What if we applied that same question to our relationships? Is your love paper-thin, tearing easily when life gets messy? Or does it stretch like plastic, bending without breaking when stress comes?
In today's culture, love is often treated as fragile—something that tears when tested. We fall in and out of love based on fluctuating feelings. But there's a better way, a love that mirrors something far more powerful and enduring.
Love as a Command, Not Just an Emotion
Here's something that might shift your perspective entirely: throughout Scripture, love is presented as a command, not merely an emotion. We're told to love God, love our neighbors, love our enemies, and husbands are commanded to love their wives.
Think about that for a moment. You cannot be commanded to feel something on demand. But you can be commanded to act, to choose, and to commit. This reveals something profound: biblical love is primarily an act of obedience and will.
The prophet Jeremiah reminds us that "the heart is deceitful above all things." Our emotions are unreliable guides. They fluctuate with circumstances, moods, and personal desires. When everything's going well—bills paid, family getting along, work relationships smooth—our emotions soar. But when challenges arise, when we're robbing Peter to pay Paul (and Peter's broke too), our feelings shift dramatically.
If love is based only on feelings, it will fade when conflict arises, when attraction changes, when trials come, or when someone disappoints us. But biblical love is designed to endure beyond emotional highs.
Covenant-Based, Not Mood-Based
Here's the beautiful truth: God's love is covenant-based, not mood-based. Aren't you grateful we don't serve a moody God? Imagine if we could catch God on a bad day when He's frustrated with us. Instead, His love flows from His character and covenant faithfulness, not from emotional impulse.
In Jeremiah 31:3, God declares, "I have loved you with an everlasting love." Romans 5 tells us that God loved us while we were still sinners—before we cleaned up our act, before we broke our addictions, before we stopped responding in anger.

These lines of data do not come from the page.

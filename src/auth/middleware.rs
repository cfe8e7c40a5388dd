use axum::{
    async_trait,
    extract::{FromRef, FromRequestParts},
    http::{header, request::Parts, StatusCode},
    response::{IntoResponse, Json, Response},
};
use chrono::Utc;
use sqlx::SqlitePool;
use tracing::warn;

use crate::db::{self as queries, parse_timestamp, User};

/// Session token from `Authorization: Bearer` or the `session` cookie.
fn session_token(parts: &Parts) -> Option<&str> {
    let bearer = parts
        .headers
        .get(header::AUTHORIZATION)
        .and_then(|h| h.to_str().ok())
        .and_then(|v| v.strip_prefix("Bearer "))
        .map(str::trim)
        .filter(|t| !t.is_empty());

    bearer.or_else(|| {
        parts
            .headers
            .get(header::COOKIE)
            .and_then(|h| h.to_str().ok())
            .and_then(|cookies| {
                cookies
                    .split(';')
                    .find_map(|cookie| cookie.trim().strip_prefix("session="))
            })
    })
}

/// Current authenticated user (if any).
#[derive(Debug, Clone)]
pub struct MaybeUser(pub Option<User>);

#[async_trait]
impl<S> FromRequestParts<S> for MaybeUser
where
    S: Send + Sync,
    SqlitePool: FromRef<S>,
{
    type Rejection = Response;

    async fn from_request_parts(parts: &mut Parts, state: &S) -> Result<Self, Self::Rejection> {
        let pool = SqlitePool::from_ref(state);

        let Some(token) = session_token(parts) else {
            return Ok(MaybeUser(None));
        };

        let session = match queries::get_session_by_token(&pool, token).await {
            Ok(Some(s)) => s,
            Ok(None) => return Ok(MaybeUser(None)),
            Err(e) => {
                warn!("Session lookup failed: {e:#}");
                return Ok(MaybeUser(None));
            }
        };

        // Unparseable expiry counts as expired.
        let expired = parse_timestamp(&session.expires_at).map_or(true, |t| t <= Utc::now());
        if expired {
            let _ = queries::delete_session(&pool, token).await;
            return Ok(MaybeUser(None));
        }

        let user = match queries::get_user_by_id(&pool, session.user_id).await {
            Ok(Some(u)) => u,
            _ => return Ok(MaybeUser(None)),
        };

        let _ = queries::update_session_last_used(&pool, session.id).await;

        Ok(MaybeUser(Some(user)))
    }
}

/// Current authenticated user (required). Rejects with 401 JSON.
#[derive(Debug, Clone)]
pub struct RequireUser(pub User);

#[async_trait]
impl<S> FromRequestParts<S> for RequireUser
where
    S: Send + Sync,
    SqlitePool: FromRef<S>,
{
    type Rejection = Response;

    async fn from_request_parts(parts: &mut Parts, state: &S) -> Result<Self, Self::Rejection> {
        let MaybeUser(user) = MaybeUser::from_request_parts(parts, state).await?;

        match user {
            Some(u) => Ok(RequireUser(u)),
            None => Err((
                StatusCode::UNAUTHORIZED,
                Json(serde_json::json!({ "error": "Authentication required" })),
            )
                .into_response()),
        }
    }
}
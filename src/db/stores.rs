//! SQLite-backed implementations of the content and account stores.

use anyhow::Result;
use async_trait::async_trait;
use chrono::{DateTime, Utc};

use super::{get_platform_account, list_content_records, update_platform_token, Database};
use crate::content::{AccountStore, ContentQuery, ContentRecord, ContentStore, PlatformAccount};
use crate::model::Platform;

#[async_trait]
impl ContentStore for Database {
    async fn list_content(&self, query: &ContentQuery) -> Result<Vec<ContentRecord>> {
        list_content_records(self.pool(), query)
            .await?
            .into_iter()
            .map(ContentRecord::try_from)
            .collect()
    }
}

#[async_trait]
impl AccountStore for Database {
    async fn get_account(
        &self,
        user_id: i64,
        platform: Platform,
    ) -> Result<Option<PlatformAccount>> {
        get_platform_account(self.pool(), user_id, platform)
            .await?
            .map(PlatformAccount::try_from)
            .transpose()
    }

    async fn save_refreshed_token(
        &self,
        user_id: i64,
        platform: Platform,
        access_token: &str,
        expires_at: DateTime<Utc>,
    ) -> Result<()> {
        update_platform_token(self.pool(), user_id, platform, access_token, expires_at).await
    }
}
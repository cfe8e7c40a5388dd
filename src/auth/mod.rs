//! Session-token authentication for the API.
//!
//! Tokens are issued outside the request path (by the login flow, or the
//! `issue-session` command) and checked on every request by [`RequireUser`].

pub mod cleanup;
pub mod middleware;
pub mod session;

pub use middleware::{MaybeUser, RequireUser};
pub use session::{generate_session_token, issue_session, SessionDuration};
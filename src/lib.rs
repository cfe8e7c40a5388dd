//! Comment insights service library.
//!
//! Collects comments left on a user's Instagram and YouTube content, matches
//! them to stored content records, classifies them through an external
//! insights service and caches the analysis per user, platform filter and
//! time range.

pub mod analysis;
pub mod auth;
pub mod cache;
pub mod classify;
pub mod collectors;
pub mod config;
pub mod content;
pub mod db;
pub mod model;
pub mod web;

His love doesn't start when we get our lives in order; it precedes our faith.
This is the foundation we're called to build on in marriage: a covenant, not a contract.
The Blueprint for Enduring Love
First Corinthians 13:4-7 provides a blueprint for what enduring love looks like in action:
"Love is patient and kind. Love does not envy or boast. It is not arrogant or rude. It does not insist on its own way. It is not irritable or resentful. It does not rejoice at wrongdoing but rejoices with the truth. Love bears all things, believes all things, hopes all things, endures all things."
These words sound beautiful, almost poetic. But have you ever thought about how hard they are to actually live out?
Patience and Kindness: The Foundation
Patience and kindness are often tested in the smallest, most ordinary moments—when your spouse forgets to take out the trash, when they're running late again, when they leave dishes in the sink.
Patience means choosing to be calm when you feel like snapping. Kindness means extending grace when frustration feels so much easier. These qualities create a safe, trusting environment.
Here's a challenging question: How would we feel if God treated us the way we treat our spouse? What would life look like if God responded to our imperfections the way we respond to theirs?
The Greek word for patience in this passage literally means "long-tempered"—not short-fused, but slow to anger. It means enduring without exploding, giving people room to grow, absorbing irritation without retaliation.
Think of a gardener planting a seed. He doesn't shout at the soil because it hasn't sprouted in 24 hours. He waters, waits, and trusts the process. Love understands that growth takes time. Psychologically speaking, patience creates emotional safety. When someone knows you won't erupt at their weakness, they can heal and mature.
Love Does Not Keep Score
Keeping score is one of the easiest traps to fall into in marriage. "I did the dishes last night, so it's your turn tonight." "You forgot my birthday last year, so why should I go out of my way for you now?"
But when we keep score, we're not loving selflessly—we're keeping track of what's fair. And here's the thing: God's love isn't fair. It's generous, forgiving, and unconditional.
The word translated "resentful" in some versions is actually an accounting term—it means to calculate, to reckon, to keep a ledger. Paul is literally saying love doesn't sit down and calculate the evil done to it. It doesn't maintain a spreadsheet of offenses.
Keeping score turns love into a business transaction. If you've hurt me twice, now I owe you coldness. But love isn't a contract; it's a covenant.
Psalm 130:3 asks, "If you, O Lord, should mark iniquities, who could stand?" Nobody. Not one of us. The only record heaven keeps for believers is what we sow into the kingdom, not our faults and failures.
Resentment is rehearsed anger—the more you replay it, the stronger it becomes. When you keep score with your spouse, you rehearse the wound, strengthen the bitterness, and harden your heart.
Here's the beautiful truth: God doesn't keep records against those in Christ. Colossians 2:14 says He "canceled the record of debt that stood against us" and nailed it to the cross. If God erased your eternal record, how can you justify keeping temporary ones?
Love Always Perseveres
Perseverance means sticking it out even when feelings fade and challenges seem overwhelming. Think about wedding vows: for better or worse, in richer and poorer, in sickness and in health.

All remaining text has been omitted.